Charles Tassell, President of Blue Chip Young Republicans: Attention all churchgoing people: The government has deemed that some religions have been dangerous. Therefore all practitioners of a faith must register with the government. Those religions with any dangerous histories — e.g. Catholic (Inquisition), Lutheran (World War II Germany), Baptist (southern Ku Klux Klan) — shall be banned entirely.
Furthermore, agents of the press must register with officials.
Various forms of media that lack proper "cooling off" times such as radio and on-the-spot TV reporting shall be immediately eliminated. Of course, the dangerous unlicensed trading of ideas in community conferences or on the Web between individual citizens shall cease immediately.
Preposterous? Not if you view the attack on one section of the Bill of Rights as an attack on other sections. Courts have repeatedly upheld the right of a citizen to carry a gun.
While "rights" have become a dime a dozen, manufactured by every group or Democrat pandering for votes, to argue that size, shape or appearance of the weapon are more important than the right to have the weapon is foolishness on par with Clinton's argument over the word "is."
The fact is citizens are safer with weapons than without. Yes, occasionally people are hurt by accidental discharges — even kids. That is horrible. And it is all the more reason that parents and teachers should teach kids about proper gun care.
After all, society has no problem over-riding parents' moral concerns about teaching a child about sex, while we hide our heads in the sand and create boogey-men out of guns, when the real problem is not the piece of metal but the trash pulling the trigger.
People kill — not ideas, not guns, not even words. People. We must face the fact that 19 laws were broken in the Columbine case. Laws do not stop criminals.
The police are there to assist citizens and enforce the laws. That enforcement starts after the law is broken. There are no personal police bodyguards, but there are detectives to figure out what did happen.
Unless we want to live in a police state, citizens need to be able to defend themselves from what President Bush refers to as "evil people": those who will stop at nothing but the loss of their own lives to take what they want or force their will upon others.

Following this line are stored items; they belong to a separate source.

use std::sync::Arc;

use http::{Method, StatusCode};
use serde::Serialize;
use serde::de::DeserializeOwned;
use thiserror::Error;
use tracing::debug;
use url::Url;

use crate::models::{
    Class, ClassPayload, Discount, DiscountsRequest, DiscountsResponse, Interest, Language,
    Location, NewSchedule, NewTerm, NotePayload, ReferenceData, ResourcesPayload,
    ScheduleRequest, StaffMember, TermRequest,
};
use crate::settings::Settings;

#[derive(Debug, Error)]
pub enum ApiError {
    #[error("HTTP error: {0}")]
    Http(#[from] reqwest::Error),
    #[error("{message}")]
    Status { status: StatusCode, message: String },
    #[error("Invalid endpoint URL: {0}")]
    Url(#[from] url::ParseError),
}

impl ApiError {
    pub fn status(&self) -> Option<StatusCode> {
        match self {
            ApiError::Status { status, .. } => Some(*status),
            ApiError::Http(err) => err.status(),
            ApiError::Url(_) => None,
        }
    }
}

/// Every provider API call the class form makes.
#[derive(Debug, Clone, Copy, PartialEq, Eq)]
pub enum Endpoint {
    Locations,
    Interests,
    Staff,
    Languages,
    CreateClass,
    UpdateClass(i64),
    Schedules(i64),
    Terms(i64),
    Discounts(i64),
    Resources(i64),
    Notes(i64),
}

impl Endpoint {
    pub fn method(&self) -> Method {
        match self {
            Endpoint::Locations | Endpoint::Interests | Endpoint::Staff | Endpoint::Languages => {
                Method::GET
            }
            Endpoint::UpdateClass(_) | Endpoint::Resources(_) => Method::PUT,
            Endpoint::CreateClass
            | Endpoint::Schedules(_)
            | Endpoint::Terms(_)
            | Endpoint::Discounts(_)
            | Endpoint::Notes(_) => Method::POST,
        }
    }

    /// Path relative to the API base, always with a trailing slash.
    pub fn path(&self) -> String {
        match self {
            Endpoint::Locations => "provider/me/locations/".to_string(),
            Endpoint::Interests => "interests/".to_string(),
            Endpoint::Staff => "provider/me/staff/".to_string(),
            Endpoint::Languages => "languages/".to_string(),
            Endpoint::CreateClass => "provider/me/classes/".to_string(),
            Endpoint::UpdateClass(id) => format!("provider/me/classes/{id}/"),
            Endpoint::Schedules(id) => format!("provider/me/classes/{id}/schedules/"),
            Endpoint::Terms(id) => format!("provider/me/classes/{id}/terms/"),
            Endpoint::Discounts(id) => format!("provider/class/{id}/discounts/"),
            Endpoint::Resources(id) => format!("provider/me/classes/{id}/resources/"),
            Endpoint::Notes(id) => format!("provider/me/classes/{id}/notes/"),
        }
    }
}

/// Pulls a readable message out of an error body, if the server sent one.
fn error_message(status: StatusCode, body: &str) -> String {
    serde_json::from_str::<serde_json::Value>(body)
        .ok()
        .and_then(|value| {
            ["message", "detail", "error"]
                .iter()
                .find_map(|key| value.get(key)?.as_str().map(str::to_string))
        })
        .unwrap_or_else(|| {
            status
                .canonical_reason()
                .unwrap_or("Request failed")
                .to_string()
        })
}

#[derive(Clone)]
pub struct ProviderClient {
    client: reqwest::Client,
    base_url: Arc<Url>,
    auth_token: Option<Arc<str>>,
}

impl ProviderClient {
    pub fn new(base_url: Url) -> Self {
        Self {
            client: reqwest::Client::new(),
            base_url: Arc::new(base_url),
            auth_token: None,
        }
    }

    pub fn from_settings(settings: &Settings) -> Self {
        let client = Self::new(settings.api_base_url.clone());
        match &settings.auth_token {
            Some(token) => client.with_token(token),
            None => client,
        }
    }

    pub fn with_token(mut self, token: &str) -> Self {
        self.auth_token = Some(Arc::from(token));
        self
    }

    pub fn base_url(&self) -> &Url {
        &self.base_url
    }

    fn url(&self, endpoint: Endpoint) -> Result<Url, ApiError> {
        if self.base_url.path().ends_with('/') {
            Ok(self.base_url.join(&endpoint.path())?)
        } else {
            let mut base = (*self.base_url).clone();
            base.set_path(&format!("{}/", base.path()));
            Ok(base.join(&endpoint.path())?)
        }
    }

    async fn call<B, T>(&self, endpoint: Endpoint, body: Option<&B>) -> Result<T, ApiError>
    where
        B: Serialize + ?Sized,
        T: DeserializeOwned,
    {
        let url = self.url(endpoint)?;
        let method = endpoint.method();
        debug!(%method, %url, "provider api request");

        let mut request = self.client.request(method, url.as_str());
        if let Some(token) = &self.auth_token {
            request = request.bearer_auth(token);
        }
        if let Some(body) = body {
            request = request.json(body);
        }

        let response = request.send().await?;
        let status = response.status();
        if !status.is_success() {
            let body = response.text().await.unwrap_or_default();
            return Err(ApiError::Status {
                status,
                message: error_message(status, &body),
            });
        }
        Ok(response.json::<T>().await?)
    }

    async fn get<T: DeserializeOwned>(&self, endpoint: Endpoint) -> Result<T, ApiError> {
        self.call::<(), T>(endpoint, None).await
    }

    /// Fetches all four selector lists at once. Any single failure fails the lot.
    pub async fn fetch_reference_data(&self) -> Result<ReferenceData, ApiError> {
        let (locations, interests, staff, languages) = futures::try_join!(
            self.get::<Vec<Location>>(Endpoint::Locations),
            self.get::<Vec<Interest>>(Endpoint::Interests),
            self.get::<Vec<StaffMember>>(Endpoint::Staff),
            self.get::<Vec<Language>>(Endpoint::Languages),
        )?;
        Ok(ReferenceData {
            locations,
            interests,
            staff,
            languages,
        })
    }

    pub async fn create_class(&self, payload: &ClassPayload) -> Result<Class, ApiError> {
        self.call(Endpoint::CreateClass, Some(payload)).await
    }

    pub async fn update_class(&self, class_id: i64, payload: &ClassPayload) -> Result<Class, ApiError> {
        self.call(Endpoint::UpdateClass(class_id), Some(payload)).await
    }

    pub async fn create_schedule(&self, class_id: i64, schedule: &NewSchedule) -> Result<Class, ApiError> {
        self.call(Endpoint::Schedules(class_id), Some(&ScheduleRequest { schedule }))
            .await
    }

    pub async fn create_term(&self, class_id: i64, term: &NewTerm) -> Result<Class, ApiError> {
        self.call(Endpoint::Terms(class_id), Some(&TermRequest { term }))
            .await
    }

    /// Replaces the whole discount list of a class.
    pub async fn replace_discounts(
        &self,
        class_id: i64,
        discounts: &[Discount],
    ) -> Result<DiscountsResponse, ApiError> {
        self.call(Endpoint::Discounts(class_id), Some(&DiscountsRequest { discounts }))
            .await
    }

    pub async fn update_resources(
        &self,
        class_id: i64,
        resources: &ResourcesPayload,
    ) -> Result<Class, ApiError> {
        self.call(Endpoint::Resources(class_id), Some(resources)).await
    }

    pub async fn add_note(&self, class_id: i64, note: &NotePayload) -> Result<Class, ApiError> {
        self.call(Endpoint::Notes(class_id), Some(note)).await
    }
}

The freedoms this country was founded on are messy. They are inundated with personal responsibility, but the alternative is to live in an Orwellian state of droneness that is antithetical to the American spirit.
Brendon Cull, Communication director of Hamilton County Young Democrats: Last week in Lowell, Mass. a woman decided to beat another woman for bringing 13 items through a 12-item lane.
Now change the headline to Cincinnati, and add a gun to the scenario. Do we really want our local neighborhood Kroger to become a firing range? I don't think so.
As the concealed-carry debate heats up, citizens of Ohio should be cautious about moves that allow anyone to "pack heat" anywhere they go.
The political far right refers to studies that show concealed-carry states had decreasing crime rates. Yet the same studies show that crime decreased across the country. Statistical and numerical debates only cloud a simple issue, which is whether our citizens need to carry guns to church, to grocery stores or to City Hall.
In a time where increased security is essential, concealed carry threatens our personal and institutional safety and security.
No amount of training or government oversight can prevent the senseless acts of violence that will increase if Ohioans can walk around with a gun in their purse or on their belt.
Americans have the right to own guns. No one should take that away. Instead the Ohio General Assembly should focus on crime prevention, community policing and laws that make it more difficult for children to misuse weapons.
With the Cincinnati Fraternal Order of Police and the Ohio Association of Chiefs of Police taking stances against concealed carry, Ohioans should write their representatives and insist no laws be passed to increase gun purchasing and gun violence.
At least shopping at Kroger will be safer.
Hillery Shay, Worker for democracy: This is an interesting question for me. While I dislike guns intensely, I have to say that I would never interfere with anyone's right to carry one.
Furthermore, I grudgingly have to agree with the old libertarian line that if the government has guns, then I want guns as well. Not that it will do us any good, but it kind of makes you feel better.
I find the notion of a concealed-weapon law, however, rather bizarre. It has always seemed to me that if the purpose of a concealed-carry law is to deter crime, then why not have people carry their weapons in plain sight? Isn't knowing that someone has a gun more of a deterrent to crime than wondering if they may or may not have one?
Isn't that a wonderful image, all of us walking around with our guns in holsters, deterring crime? I mean, if we're going to carry weapons, we should at least be up front about it.
The police have, and look how well it's worked for them.